2.3. Performance and sample collection

Birds and feed leftovers were weighed at 42 days of age to calculate feed intake (FI), weight gain (WG), and feed conversion ratio (FCR). Mortalities were recorded throughout the experimental period, and the necessary corrections of performance data were carried out.

At 42 days old, three birds with weights closest to the average weight for their respective experimental unit were selected. One bird was used for blood collection. After blood collection, the bird was euthanized by cervical displacement and slaughtered. Liver samples were collected, stored individually in cryogenic tubes, and placed in liquid nitrogen. These samples were transferred to freezer storage at −80 °C until the RNA extraction process.

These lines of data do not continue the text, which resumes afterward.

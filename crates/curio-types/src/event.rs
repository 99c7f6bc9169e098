//! Exchange event log.
//!
//! Every state transition appends an [`ExchangeEvent`] to an in-order log,
//! standing in for the contract event stream that external indexers consume.

use chrono::{DateTime, Utc};
use rust_decimal::Decimal;
use serde::{Deserialize, Serialize};

use crate::{Address, OrderKey, TokenId};

/// One entry in the append-only event log.
#[derive(Debug, Clone, Serialize, Deserialize)]
pub enum ExchangeEvent {
    OrderAdded {
        token: Address,
        index: usize,
        key: OrderKey,
        maker: Address,
        tip: Decimal,
        integrator: Option<Address>,
    },
    OrderCancelled {
        token: Address,
        index: usize,
        key: OrderKey,
    },
    TradeExecuted {
        ledger_index: usize,
        key: OrderKey,
        taker: Address,
        gross_amount: Decimal,
        integrator: Option<Address>,
    },
    /// Native currency attached to a call or sent unsolicited.
    TipReceived { from: Address, amount: Decimal },
    /// Unsolicited settlement-token transfer accepted into treasury.
    TokenDonation { from: Address, amount: Decimal },
    /// Unsolicited NFT transfer accepted into treasury custody.
    NftDonation {
        from: Address,
        token: Address,
        token_id: TokenId,
    },
    NativeWithdrawn { to: Address, amount: Decimal },
    SettlementWithdrawn { to: Address, amount: Decimal },
    NftWithdrawn {
        to: Address,
        token: Address,
        token_id: TokenId,
    },
    OwnershipTransferred { from: Address, to: Address },
}

/// An event with its position and timestamp in the log.
#[derive(Debug, Clone, Serialize, Deserialize)]
pub struct LoggedEvent {
    pub sequence: u64,
    pub at: DateTime<Utc>,
    pub event: ExchangeEvent,
}
//! # curio-env
//!
//! The external-collaborator boundary of the Curio exchange: trait
//! definitions for the fungible settlement token, NFT collections, and the
//! royalty lookup service, plus an [`ExchangeEnv`] aggregation the engine
//! threads through every call.
//!
//! The caller identity is an explicit `spender`/`operator` parameter on the
//! transfer methods, so implementations can enforce real allowance and
//! operator-approval semantics. The engine always passes its own exchange
//! address there.
//!
//! The `test-helpers` feature provides in-memory mocks that behave like the
//! real contracts: transfers fail without funds, allowance, ownership, or
//! operator approval, which keeps status-oracle verdicts and transfer
//! outcomes consistent in tests.

pub mod collection;
pub mod royalty;
pub mod token;

#[cfg(any(test, feature = "test-helpers"))]
pub mod mock;

pub use collection::NftCollection;
pub use royalty::RoyaltyEngine;
pub use token::SettlementToken;

#[cfg(any(test, feature = "test-helpers"))]
pub use mock::{FixedRateRoyalty, MockCollection, MockEnv, MockToken};

use curio_types::Address;

/// Everything external the engine reads from or writes to during a call.
pub trait ExchangeEnv {
    /// The fungible settlement token (WETH-like).
    fn settlement_token(&self) -> &dyn SettlementToken;

    /// The NFT collection at `token`, if one is registered there.
    fn collection(&self, token: Address) -> Option<&dyn NftCollection>;

    /// The royalty lookup collaborator.
    fn royalty_engine(&self) -> &dyn RoyaltyEngine;
}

The two remaining birds, after 8 h of fasting, were euthanized by cervical displacement and slaughtered to measure the yield of carcass, breast, and thigh with drumstick, as well as the relative weight of the lymphoid organs (bursa and spleen), liver, intestine, and abdominal fat. Carcass yield (CY) was calculated in relation to living weight before slaughter [%CY = (carcass weight × 100)/live weight] and breast and thigh yield with drumstick, and as a function of carcass weight [%Part = (part weight × 100)/carcass weight]. The relative weights of the bursa, spleen, liver, intestine, and abdominal fat were calculated in relation to the live weight of the birds before slaughter.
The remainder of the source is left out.